Goal of the exercise -> Copy out all the entries shown below, exactly as they appear.

Supplied material ->
____
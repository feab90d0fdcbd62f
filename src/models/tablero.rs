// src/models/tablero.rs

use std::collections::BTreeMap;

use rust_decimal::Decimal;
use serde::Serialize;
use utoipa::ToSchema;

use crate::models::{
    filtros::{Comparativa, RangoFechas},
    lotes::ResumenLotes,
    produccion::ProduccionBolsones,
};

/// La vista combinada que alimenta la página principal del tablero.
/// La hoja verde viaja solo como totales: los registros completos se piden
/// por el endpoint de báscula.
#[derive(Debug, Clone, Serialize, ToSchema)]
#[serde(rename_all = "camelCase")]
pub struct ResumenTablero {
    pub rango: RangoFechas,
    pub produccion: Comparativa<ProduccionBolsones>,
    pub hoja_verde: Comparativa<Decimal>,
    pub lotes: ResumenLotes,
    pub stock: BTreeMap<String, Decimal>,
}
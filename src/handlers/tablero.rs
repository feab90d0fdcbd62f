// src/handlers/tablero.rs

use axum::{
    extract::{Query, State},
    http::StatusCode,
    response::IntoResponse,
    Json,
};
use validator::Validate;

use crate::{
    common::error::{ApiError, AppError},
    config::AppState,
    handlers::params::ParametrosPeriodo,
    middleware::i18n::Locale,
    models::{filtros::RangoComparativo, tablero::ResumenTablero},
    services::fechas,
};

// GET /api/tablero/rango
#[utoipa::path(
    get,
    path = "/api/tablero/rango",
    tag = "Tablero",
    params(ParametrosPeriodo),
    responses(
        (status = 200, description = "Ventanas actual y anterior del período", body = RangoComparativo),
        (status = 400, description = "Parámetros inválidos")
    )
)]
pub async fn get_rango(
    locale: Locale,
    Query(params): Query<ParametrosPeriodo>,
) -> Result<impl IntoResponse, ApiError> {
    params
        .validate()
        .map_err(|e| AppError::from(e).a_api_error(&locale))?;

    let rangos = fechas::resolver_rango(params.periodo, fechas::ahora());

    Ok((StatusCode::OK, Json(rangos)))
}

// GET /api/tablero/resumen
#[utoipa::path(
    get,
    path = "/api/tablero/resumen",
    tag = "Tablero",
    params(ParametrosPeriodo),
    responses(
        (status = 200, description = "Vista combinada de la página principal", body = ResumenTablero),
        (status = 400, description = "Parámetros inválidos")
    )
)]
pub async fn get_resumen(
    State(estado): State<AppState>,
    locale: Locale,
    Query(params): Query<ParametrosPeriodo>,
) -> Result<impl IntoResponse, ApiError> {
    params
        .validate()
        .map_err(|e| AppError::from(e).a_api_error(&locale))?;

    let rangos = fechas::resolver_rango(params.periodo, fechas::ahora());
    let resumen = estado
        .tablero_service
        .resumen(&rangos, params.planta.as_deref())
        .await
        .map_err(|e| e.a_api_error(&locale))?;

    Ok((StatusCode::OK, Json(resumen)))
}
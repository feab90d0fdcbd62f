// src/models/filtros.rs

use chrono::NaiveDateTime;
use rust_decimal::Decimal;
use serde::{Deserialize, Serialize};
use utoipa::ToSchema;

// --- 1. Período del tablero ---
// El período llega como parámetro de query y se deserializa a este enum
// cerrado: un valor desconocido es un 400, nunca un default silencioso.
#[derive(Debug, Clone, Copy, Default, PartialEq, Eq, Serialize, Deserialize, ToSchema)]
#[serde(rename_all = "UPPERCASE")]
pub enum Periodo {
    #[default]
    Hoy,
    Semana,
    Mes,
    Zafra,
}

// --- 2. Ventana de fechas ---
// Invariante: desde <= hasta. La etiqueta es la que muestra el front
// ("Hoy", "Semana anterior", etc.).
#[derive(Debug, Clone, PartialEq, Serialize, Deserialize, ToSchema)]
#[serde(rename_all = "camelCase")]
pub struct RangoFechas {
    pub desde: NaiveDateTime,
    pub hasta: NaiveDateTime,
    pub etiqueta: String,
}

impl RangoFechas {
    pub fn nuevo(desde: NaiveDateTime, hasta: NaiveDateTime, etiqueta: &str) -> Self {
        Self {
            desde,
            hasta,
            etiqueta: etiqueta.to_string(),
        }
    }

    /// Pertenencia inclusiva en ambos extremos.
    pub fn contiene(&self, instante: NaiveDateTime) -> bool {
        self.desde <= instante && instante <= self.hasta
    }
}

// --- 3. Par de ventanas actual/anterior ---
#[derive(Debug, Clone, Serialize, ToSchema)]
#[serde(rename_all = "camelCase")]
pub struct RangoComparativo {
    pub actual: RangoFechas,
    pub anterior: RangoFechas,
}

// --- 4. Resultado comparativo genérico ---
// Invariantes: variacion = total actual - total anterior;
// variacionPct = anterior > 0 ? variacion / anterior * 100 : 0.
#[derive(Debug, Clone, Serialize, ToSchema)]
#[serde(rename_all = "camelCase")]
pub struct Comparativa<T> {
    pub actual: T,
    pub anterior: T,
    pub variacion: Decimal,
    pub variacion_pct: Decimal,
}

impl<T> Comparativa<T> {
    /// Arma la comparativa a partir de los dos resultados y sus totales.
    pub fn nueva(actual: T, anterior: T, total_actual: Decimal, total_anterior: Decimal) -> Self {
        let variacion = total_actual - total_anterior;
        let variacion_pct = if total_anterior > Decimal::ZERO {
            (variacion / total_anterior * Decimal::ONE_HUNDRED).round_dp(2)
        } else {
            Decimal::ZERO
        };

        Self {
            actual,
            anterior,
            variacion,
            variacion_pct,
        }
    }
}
____
Final answer ->
repository feab90d0fdcbd62f
filename src/models/tablero.rs
// src/models/tablero.rs

use std::collections::BTreeMap;

use rust_decimal::Decimal;
use serde::Serialize;
use utoipa::ToSchema;

use crate::models::{
    filtros::{Comparativa, RangoFechas},
    lotes::ResumenLotes,
    produccion::ProduccionBolsones,
};

/// La vista combinada que alimenta la página principal del tablero.
/// La hoja verde viaja solo como totales: los registros completos se piden
/// por el endpoint de báscula.
#[derive(Debug, Clone, Serialize, ToSchema)]
#[serde(rename_all = "camelCase")]
pub struct ResumenTablero {
    pub rango: RangoFechas,
    pub produccion: Comparativa<ProduccionBolsones>,
    pub hoja_verde: Comparativa<Decimal>,
    pub lotes: ResumenLotes,
    pub stock: BTreeMap<String, Decimal>,
}
filename src/handlers/tablero.rs
repository feab90d0fdcbd62f
// src/handlers/tablero.rs

use axum::{
    extract::{Query, State},
    http::StatusCode,
    response::IntoResponse,
    Json,
};
use validator::Validate;

use crate::{
    common::error::{ApiError, AppError},
    config::AppState,
    handlers::params::ParametrosPeriodo,
    middleware::i18n::Locale,
    models::{filtros::RangoComparativo, tablero::ResumenTablero},
    services::fechas,
};

// GET /api/tablero/rango
#[utoipa::path(
    get,
    path = "/api/tablero/rango",
    tag = "Tablero",
    params(ParametrosPeriodo),
    responses(
        (status = 200, description = "Ventanas actual y anterior del período", body = RangoComparativo),
        (status = 400, description = "Parámetros inválidos")
    )
)]
pub async fn get_rango(
    locale: Locale,
    Query(params): Query<ParametrosPeriodo>,
) -> Result<impl IntoResponse, ApiError> {
    params
        .validate()
        .map_err(|e| AppError::from(e).a_api_error(&locale))?;

    let rangos = fechas::resolver_rango(params.periodo, fechas::ahora());

    Ok((StatusCode::OK, Json(rangos)))
}

// GET /api/tablero/resumen
#[utoipa::path(
    get,
    path = "/api/tablero/resumen",
    tag = "Tablero",
    params(ParametrosPeriodo),
    responses(
        (status = 200, description = "Vista combinada de la página principal", body = ResumenTablero),
        (status = 400, description = "Parámetros inválidos")
    )
)]
pub async fn get_resumen(
    State(estado): State<AppState>,
    locale: Locale,
    Query(params): Query<ParametrosPeriodo>,
) -> Result<impl IntoResponse, ApiError> {
    params
        .validate()
        .map_err(|e| AppError::from(e).a_api_error(&locale))?;

    let rangos = fechas::resolver_rango(params.periodo, fechas::ahora());
    let resumen = estado
        .tablero_service
        .resumen(&rangos, params.planta.as_deref())
        .await
        .map_err(|e| e.a_api_error(&locale))?;

    Ok((StatusCode::OK, Json(resumen)))
}
repository feab90d0fdcbd62f
// src/models/filtros.rs

use chrono::NaiveDateTime;
use rust_decimal::Decimal;
use serde::{Deserialize, Serialize};
use utoipa::ToSchema;

// --- 1. Período del tablero ---
// El período llega como parámetro de query y se deserializa a este enum
// cerrado: un valor desconocido es un 400, nunca un default silencioso.
#[derive(Debug, Clone, Copy, Default, PartialEq, Eq, Serialize, Deserialize, ToSchema)]
#[serde(rename_all = "UPPERCASE")]
pub enum Periodo {
    #[default]
    Hoy,
    Semana,
    Mes,
    Zafra,
}

// --- 2. Ventana de fechas ---
// Invariante: desde <= hasta. La etiqueta es la que muestra el front
// ("Hoy", "Semana anterior", etc.).
#[derive(Debug, Clone, PartialEq, Serialize, Deserialize, ToSchema)]
#[serde(rename_all = "camelCase")]
pub struct RangoFechas {
    pub desde: NaiveDateTime,
    pub hasta: NaiveDateTime,
    pub etiqueta: String,
}

impl RangoFechas {
    pub fn nuevo(desde: NaiveDateTime, hasta: NaiveDateTime, etiqueta: &str) -> Self {
        Self {
            desde,
            hasta,
            etiqueta: etiqueta.to_string(),
        }
    }

    /// Pertenencia inclusiva en ambos extremos.
    pub fn contiene(&self, instante: NaiveDateTime) -> bool {
        self.desde <= instante && instante <= self.hasta
    }
}

// --- 3. Par de ventanas actual/anterior ---
#[derive(Debug, Clone, Serialize, ToSchema)]
#[serde(rename_all = "camelCase")]
pub struct RangoComparativo {
    pub actual: RangoFechas,
    pub anterior: RangoFechas,
}

// --- 4. Resultado comparativo genérico ---
// Invariantes: variacion = total actual - total anterior;
// variacionPct = anterior > 0 ? variacion / anterior * 100 : 0.
#[derive(Debug, Clone, Serialize, ToSchema)]
#[serde(rename_all = "camelCase")]
pub struct Comparativa<T> {
    pub actual: T,
    pub anterior: T,
    pub variacion: Decimal,
    pub variacion_pct: Decimal,
}

impl<T> Comparativa<T> {
    /// Arma la comparativa a partir de los dos resultados y sus totales.
    pub fn nueva(actual: T, anterior: T, total_actual: Decimal, total_anterior: Decimal) -> Self {
        let variacion = total_actual - total_anterior;
        let variacion_pct = if total_anterior > Decimal::ZERO {
            (variacion / total_anterior * Decimal::ONE_HUNDRED).round_dp(2)
        } else {
            Decimal::ZERO
        };

        Self {
            actual,
            anterior,
            variacion,
            variacion_pct,
        }
    }
}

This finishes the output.